Le 17 mai 1968, jeune ingénieur, je pris un des derniers trains desservant la ville où je travaillais pour aller passer le week-end chez mes parents. Le dimanche soir, la grève SNCF s’étant généralisée, je me rapprochai de mon usine en autocar avant d’achever le lundi matin le trajet en auto-stop. Juste à temps pour participer à une assemblée générale des cadres, qui devait décider de leur éventuelle participation à la grève des ouvriers. Et là, surprise, avant de procéder au vote, on mit aux voix la proposition suivante : « la minorité se conformera à l’avis de la majorité ». Premier et rude contact avec la démocratie en entreprise !

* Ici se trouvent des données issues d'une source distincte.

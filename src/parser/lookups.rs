use std::collections::HashMap;

use lazy_static::lazy_static;

use crate::{
    ast::ast::Checkpoint,
    lexer::{keywords::Keyword, tokens::TokenKind},
};

use super::{
    account::*, admin::*, ddl::*, dml::*, expr::*, parser::PResult, parser::Parser, query::*,
    txn::*,
};

/// Operator precedence, lowest first.
#[derive(PartialEq, Eq, PartialOrd, Ord, Clone, Copy, Debug)]
pub enum BindingPower {
    Default,
    Assignment,
    LogicalOr,
    LogicalXor,
    LogicalAnd,
    LogicalNot,
    /// `BETWEEN`, `CASE`
    Predicate,
    /// `=`, `<=>`, `<>`, `<`, `IS`, `LIKE`, `REGEXP`, `IN`, `MEMBER OF`
    Comparison,
    BitOr,
    BitAnd,
    Shift,
    Additive,
    Multiplicative,
    BitXor,
    /// `||` under PIPES_AS_CONCAT
    Concat,
    Unary,
    /// `!`, and `NOT` under HIGH_NOT_PRECEDENCE
    Negation,
    /// `BINARY`, `COLLATE`
    Collate,
    /// `->`, `->>`
    Json,
    Primary,
}

/// What a table entry is keyed by: a token kind, or a keyword spelled by a
/// `Keyword` or `Word` token.
#[derive(PartialEq, Eq, Hash, Clone, Copy, Debug)]
pub enum Trigger {
    Token(TokenKind),
    Keyword(Keyword),
}

pub type StmtHandler = fn(&mut Parser) -> PResult;
pub type NUDHandler = fn(&mut Parser) -> PResult;
/// Receives the checkpoint taken before the left operand, so the handler
/// can close a node that contains it.
pub type LEDHandler = fn(&mut Parser, Checkpoint, BindingPower) -> PResult;

pub type StmtLookup = HashMap<Trigger, StmtHandler>;
pub type NUDLookup = HashMap<Trigger, NUDHandler>;
pub type LEDLookup = HashMap<Trigger, LEDHandler>;
pub type BPLookup = HashMap<Trigger, BindingPower>;
pub type FunctionLookup = HashMap<Keyword, NUDHandler>;

/// Grammar dispatch tables. Built once and shared by every parse.
#[derive(Default)]
pub struct Lookups {
    stmt_lookup: StmtLookup,
    nud_lookup: NUDLookup,
    led_lookup: LEDLookup,
    binding_power_lookup: BPLookup,
    function_lookup: FunctionLookup,
}

impl Lookups {
    fn led(&mut self, trigger: Trigger, binding_power: BindingPower, led_fn: LEDHandler) {
        self.binding_power_lookup.insert(trigger, binding_power);
        self.led_lookup.insert(trigger, led_fn);
    }

    fn nud(&mut self, trigger: Trigger, nud_fn: NUDHandler) {
        self.nud_lookup.insert(trigger, nud_fn);
    }

    fn stmt(&mut self, trigger: Trigger, stmt_fn: StmtHandler) {
        self.stmt_lookup.insert(trigger, stmt_fn);
    }

    fn function(&mut self, keyword: Keyword, nud_fn: NUDHandler) {
        self.function_lookup.insert(keyword, nud_fn);
    }

    pub fn get_stmt(&self, trigger: Trigger) -> Option<StmtHandler> {
        self.stmt_lookup.get(&trigger).copied()
    }

    pub fn get_nud(&self, trigger: Trigger) -> Option<NUDHandler> {
        self.nud_lookup.get(&trigger).copied()
    }

    pub fn get_led(&self, trigger: Trigger) -> Option<(BindingPower, LEDHandler)> {
        let handler = self.led_lookup.get(&trigger)?;
        let binding_power = self.binding_power_lookup.get(&trigger)?;
        Some((*binding_power, *handler))
    }

    /// Handler of a built-in function with its own argument syntax.
    pub fn get_function(&self, keyword: Keyword) -> Option<NUDHandler> {
        self.function_lookup.get(&keyword).copied()
    }
}

fn token(kind: TokenKind) -> Trigger {
    Trigger::Token(kind)
}

fn keyword(keyword: Keyword) -> Trigger {
    Trigger::Keyword(keyword)
}

pub fn create_lookups() -> Lookups {
    let mut lookups = Lookups::default();

    // Assignment
    lookups.led(token(TokenKind::Assignment), BindingPower::Assignment, parse_assignment_expr);

    // Logical
    lookups.led(keyword(Keyword::Or), BindingPower::LogicalOr, parse_binary_expr);
    lookups.led(token(TokenKind::Or), BindingPower::LogicalOr, parse_binary_expr);
    lookups.led(keyword(Keyword::Xor), BindingPower::LogicalXor, parse_binary_expr);
    lookups.led(keyword(Keyword::And), BindingPower::LogicalAnd, parse_binary_expr);
    lookups.led(token(TokenKind::And), BindingPower::LogicalAnd, parse_binary_expr);

    // Predicates
    lookups.led(keyword(Keyword::Between), BindingPower::Predicate, parse_between_expr);
    lookups.led(keyword(Keyword::Not), BindingPower::Comparison, parse_not_infix_expr);
    lookups.led(keyword(Keyword::Is), BindingPower::Comparison, parse_is_expr);
    lookups.led(keyword(Keyword::Like), BindingPower::Comparison, parse_like_expr);
    lookups.led(keyword(Keyword::Regexp), BindingPower::Comparison, parse_regexp_expr);
    lookups.led(keyword(Keyword::Rlike), BindingPower::Comparison, parse_regexp_expr);
    lookups.led(keyword(Keyword::In), BindingPower::Comparison, parse_in_expr);
    lookups.led(keyword(Keyword::Member), BindingPower::Comparison, parse_member_of_expr);

    // Comparison
    lookups.led(token(TokenKind::Equals), BindingPower::Comparison, parse_comparison_expr);
    lookups.led(token(TokenKind::NullSafeEquals), BindingPower::Comparison, parse_comparison_expr);
    lookups.led(token(TokenKind::NotEquals), BindingPower::Comparison, parse_comparison_expr);
    lookups.led(token(TokenKind::Less), BindingPower::Comparison, parse_comparison_expr);
    lookups.led(token(TokenKind::LessEquals), BindingPower::Comparison, parse_comparison_expr);
    lookups.led(token(TokenKind::Greater), BindingPower::Comparison, parse_comparison_expr);
    lookups.led(token(TokenKind::GreaterEquals), BindingPower::Comparison, parse_comparison_expr);

    // Bitwise and arithmetic
    lookups.led(token(TokenKind::Pipe), BindingPower::BitOr, parse_binary_expr);
    lookups.led(token(TokenKind::Ampersand), BindingPower::BitAnd, parse_binary_expr);
    lookups.led(token(TokenKind::ShiftLeft), BindingPower::Shift, parse_binary_expr);
    lookups.led(token(TokenKind::ShiftRight), BindingPower::Shift, parse_binary_expr);
    lookups.led(token(TokenKind::Plus), BindingPower::Additive, parse_binary_expr);
    lookups.led(token(TokenKind::Dash), BindingPower::Additive, parse_binary_expr);
    lookups.led(token(TokenKind::Star), BindingPower::Multiplicative, parse_binary_expr);
    lookups.led(token(TokenKind::Slash), BindingPower::Multiplicative, parse_binary_expr);
    lookups.led(token(TokenKind::Percent), BindingPower::Multiplicative, parse_binary_expr);
    lookups.led(keyword(Keyword::Div), BindingPower::Multiplicative, parse_binary_expr);
    lookups.led(keyword(Keyword::Mod), BindingPower::Multiplicative, parse_binary_expr);
    lookups.led(token(TokenKind::Caret), BindingPower::BitXor, parse_binary_expr);

    // Postfix
    lookups.led(keyword(Keyword::Collate), BindingPower::Collate, parse_collate_expr);
    lookups.led(token(TokenKind::Arrow), BindingPower::Json, parse_json_extract_expr);
    lookups.led(token(TokenKind::DoubleArrow), BindingPower::Json, parse_json_extract_expr);

    // Literals and symbols
    lookups.nud(token(TokenKind::Integer), parse_numeric_literal);
    lookups.nud(token(TokenKind::Decimal), parse_numeric_literal);
    lookups.nud(token(TokenKind::Float), parse_numeric_literal);
    lookups.nud(token(TokenKind::String), parse_string_literal);
    lookups.nud(token(TokenKind::NationalString), parse_string_literal);
    lookups.nud(token(TokenKind::Introducer), parse_string_literal);
    lookups.nud(token(TokenKind::HexString), parse_hex_literal);
    lookups.nud(token(TokenKind::BitString), parse_bit_literal);
    lookups.nud(token(TokenKind::ParamMarker), parse_param_marker);
    lookups.nud(token(TokenKind::UserVariable), parse_variable_expr);
    lookups.nud(token(TokenKind::SystemVariable), parse_system_variable_expr);
    lookups.nud(token(TokenKind::Word), parse_word_expr);
    lookups.nud(token(TokenKind::QuotedIdentifier), parse_word_expr);
    lookups.nud(token(TokenKind::OpenParen), parse_paren_expr);
    lookups.nud(keyword(Keyword::Null), parse_null_literal);
    lookups.nud(keyword(Keyword::True), parse_bool_literal);
    lookups.nud(keyword(Keyword::False), parse_bool_literal);

    // Prefix operators
    lookups.nud(token(TokenKind::Dash), parse_unary_expr);
    lookups.nud(token(TokenKind::Plus), parse_unary_expr);
    lookups.nud(token(TokenKind::Tilde), parse_unary_expr);
    lookups.nud(token(TokenKind::Not), parse_unary_expr);
    lookups.nud(keyword(Keyword::Not), parse_unary_expr);
    lookups.nud(keyword(Keyword::Binary), parse_unary_expr);

    // Keyword-led expressions
    lookups.nud(keyword(Keyword::Exists), parse_exists_expr);
    lookups.nud(keyword(Keyword::Case), parse_case_expr);
    lookups.nud(keyword(Keyword::Interval), parse_interval_expr);
    lookups.nud(keyword(Keyword::Default), parse_default_expr);
    lookups.nud(keyword(Keyword::Match), parse_match_against_expr);
    lookups.nud(keyword(Keyword::Row), parse_row_expr);
    lookups.nud(keyword(Keyword::CurrentDate), parse_niladic_function);
    lookups.nud(keyword(Keyword::CurrentTime), parse_niladic_function);
    lookups.nud(keyword(Keyword::CurrentTimestamp), parse_niladic_function);
    lookups.nud(keyword(Keyword::CurrentUser), parse_niladic_function);
    lookups.nud(keyword(Keyword::Localtime), parse_niladic_function);
    lookups.nud(keyword(Keyword::Localtimestamp), parse_niladic_function);
    lookups.nud(keyword(Keyword::UtcDate), parse_niladic_function);
    lookups.nud(keyword(Keyword::UtcTime), parse_niladic_function);
    lookups.nud(keyword(Keyword::UtcTimestamp), parse_niladic_function);

    // Functions with their own argument syntax
    lookups.function(Keyword::Cast, parse_cast_expr);
    lookups.function(Keyword::Convert, parse_convert_expr);
    lookups.function(Keyword::Trim, parse_trim_func);
    lookups.function(Keyword::Substring, parse_substring_func);
    lookups.function(Keyword::Substr, parse_substring_func);
    lookups.function(Keyword::Mid, parse_substring_func);
    lookups.function(Keyword::Extract, parse_extract_func);
    lookups.function(Keyword::Position, parse_position_func);
    lookups.function(Keyword::DateAdd, parse_date_arith_func);
    lookups.function(Keyword::DateSub, parse_date_arith_func);
    lookups.function(Keyword::Adddate, parse_date_arith_func);
    lookups.function(Keyword::Subdate, parse_date_arith_func);

    for aggregate in [
        Keyword::Count,
        Keyword::Sum,
        Keyword::Avg,
        Keyword::Max,
        Keyword::Min,
        Keyword::Std,
        Keyword::Stddev,
        Keyword::StddevPop,
        Keyword::StddevSamp,
        Keyword::Variance,
        Keyword::VarPop,
        Keyword::VarSamp,
        Keyword::BitAnd,
        Keyword::BitOr,
        Keyword::BitXor,
        Keyword::GroupConcat,
        Keyword::JsonArrayagg,
        Keyword::JsonObjectagg,
    ] {
        lookups.function(aggregate, parse_aggregate_func_call);
    }

    for window in [
        Keyword::RowNumber,
        Keyword::Rank,
        Keyword::DenseRank,
        Keyword::CumeDist,
        Keyword::PercentRank,
        Keyword::Ntile,
        Keyword::Lead,
        Keyword::Lag,
        Keyword::FirstValue,
        Keyword::LastValue,
        Keyword::NthValue,
    ] {
        lookups.function(window, parse_window_func_call);
    }

    // Reserved words that are also ordinary function names
    for name in [
        Keyword::Char,
        Keyword::Left,
        Keyword::Right,
        Keyword::If,
        Keyword::Insert,
        Keyword::Replace,
        Keyword::Database,
        Keyword::Schema,
        Keyword::Mod,
        Keyword::Values,
        Keyword::Now,
        Keyword::Curdate,
        Keyword::Curtime,
        Keyword::Sysdate,
        Keyword::SessionUser,
        Keyword::SystemUser,
    ] {
        lookups.function(name, parse_keyword_function_call);
    }

    // Queries and data manipulation
    lookups.stmt(keyword(Keyword::Select), parse_select_stmt);
    lookups.stmt(keyword(Keyword::Table), parse_select_stmt);
    lookups.stmt(keyword(Keyword::Values), parse_select_stmt);
    lookups.stmt(token(TokenKind::OpenParen), parse_select_stmt);
    lookups.stmt(keyword(Keyword::With), parse_with_stmt);
    lookups.stmt(keyword(Keyword::Insert), parse_insert_stmt);
    lookups.stmt(keyword(Keyword::Replace), parse_insert_stmt);
    lookups.stmt(keyword(Keyword::Update), parse_update_stmt);
    lookups.stmt(keyword(Keyword::Delete), parse_delete_stmt);
    lookups.stmt(keyword(Keyword::Load), parse_load_data_stmt);
    lookups.stmt(keyword(Keyword::Call), parse_call_stmt);
    lookups.stmt(keyword(Keyword::Do), parse_do_stmt);

    // Data definition
    lookups.stmt(keyword(Keyword::Create), parse_create_stmt);
    lookups.stmt(keyword(Keyword::Alter), parse_alter_stmt);
    lookups.stmt(keyword(Keyword::Drop), parse_drop_stmt);
    lookups.stmt(keyword(Keyword::Truncate), parse_truncate_table_stmt);
    lookups.stmt(keyword(Keyword::Rename), parse_rename_table_stmt);
    lookups.stmt(keyword(Keyword::Flashback), parse_flashback_stmt);
    lookups.stmt(keyword(Keyword::Recover), parse_recover_table_stmt);

    // Transactions
    lookups.stmt(keyword(Keyword::Begin), parse_begin_stmt);
    lookups.stmt(keyword(Keyword::Start), parse_begin_stmt);
    lookups.stmt(keyword(Keyword::Commit), parse_commit_stmt);
    lookups.stmt(keyword(Keyword::Rollback), parse_rollback_stmt);
    lookups.stmt(keyword(Keyword::Savepoint), parse_savepoint_stmt);
    lookups.stmt(keyword(Keyword::Release), parse_release_savepoint_stmt);

    // Access control
    lookups.stmt(keyword(Keyword::Grant), parse_grant_stmt);
    lookups.stmt(keyword(Keyword::Revoke), parse_revoke_stmt);

    // Administration
    lookups.stmt(keyword(Keyword::Use), parse_use_stmt);
    lookups.stmt(keyword(Keyword::Set), parse_set_stmt);
    lookups.stmt(keyword(Keyword::Show), parse_show_stmt);
    lookups.stmt(keyword(Keyword::Explain), parse_explain_stmt);
    lookups.stmt(keyword(Keyword::Describe), parse_explain_stmt);
    lookups.stmt(keyword(Keyword::Desc), parse_explain_stmt);
    lookups.stmt(keyword(Keyword::Analyze), parse_analyze_table_stmt);
    lookups.stmt(keyword(Keyword::Kill), parse_kill_stmt);
    lookups.stmt(keyword(Keyword::Flush), parse_flush_stmt);
    lookups.stmt(keyword(Keyword::Prepare), parse_prepare_stmt);
    lookups.stmt(keyword(Keyword::Execute), parse_execute_stmt);
    lookups.stmt(keyword(Keyword::Deallocate), parse_deallocate_stmt);
    lookups.stmt(keyword(Keyword::Lock), parse_lock_tables_stmt);
    lookups.stmt(keyword(Keyword::Unlock), parse_unlock_tables_stmt);
    lookups.stmt(keyword(Keyword::Admin), parse_admin_stmt);
    lookups.stmt(keyword(Keyword::Split), parse_split_region_stmt);
    lookups.stmt(keyword(Keyword::Backup), parse_backup_stmt);
    lookups.stmt(keyword(Keyword::Restore), parse_restore_stmt);

    lookups
}

lazy_static! {
    pub static ref LOOKUPS: Lookups = create_lookups();
}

En effet, trop de gens l’oublient : on ne peut vivre en démocratie sans accepter de se trouver parfois dans la minorité. Mais une fois que l’ensemble des Français s’est prononcé, les élus, quel que soit leur bord, sont les représentants de tous ces citoyens. Le résultat, c’est que lorsque notre Président s’exprime en public comme un charretier (j’espère que cette profession est maintenant disparue, sinon je présente à ses derniers représentants mes excuses pour cette expression raciste), lorsqu’il reçoit avec faste le colonel Kadhafi, lorsqu’il se plie au diktat de la Chine, c’est mon Président et il me déshonore.
Il existe en grec ancien, sur la terre qui a inventé la démocratie, un adjectif sans équivalent dans nos langues modernes et qui signifie « tenu à rendre des comptes ». Que j’ai voté pour lui ou non, Nicolas Sarkozy me représente et j’ai le droit de lui demander des comptes. Et si je critique une déclaration, une attitude, une action de tel ou tel élu, je n’accepte pas que ses défenseurs bottent en touche en m’accusant de polémiquer, d’instrumentaliser ou en me renvoyant des arguments infantiles du style : regardez donc le PS !
Ce que fait le PS ou tel autre parti non au gouvernement ne les regarde pas, cela ne concerne que leurs militants ou partisans. Par contre, ce gouvernement est le gouvernement de la France, mon gouvernement, et j’ai tout à fait le droit de le juger et de le critiquer. Et surtout que l’on ne m’oppose pas l’imbécillité tant entendue : « Sarkozy a été élu sur un programme pour cinq ans, il l’applique et silence dans les rangs ! ». Il a été élu sur un projet mais la nécessité peut mettre ce projet à mal. Georges Bush a été élu fin 1999 mais les attentats du 11 septembre ont nécessairement modifié sa politique. De même, si la crise financière qui a éclaté en septembre 2008 n’a rien changé au programme de Nicolas Sarkozy, c’est dramatique.
L’UMP est au pouvoir, soit. Elle l’exerce et, plutôt que de consacrer tous ses efforts pour assurer une hypothétique réélection de Sarkozy en 2012, où l'on pourrait alors espérer que, débarrassé de ce souci, il se consacrerait enfin à gouverner le pays au lieu de satisfaire son ego et de mener un train de vie princier, à l’empreinte carbone considérable, que cette UMP souveraine s’applique à résoudre nos problèmes : réduire la fracture sociale, n’est-ce pas M. Chirac, vaincre l’insécurité, n’est-ce pas MM. Chirac et Sarkozy, et surtout chercher l’union des Français au lieu de s’évertuer à les diviser.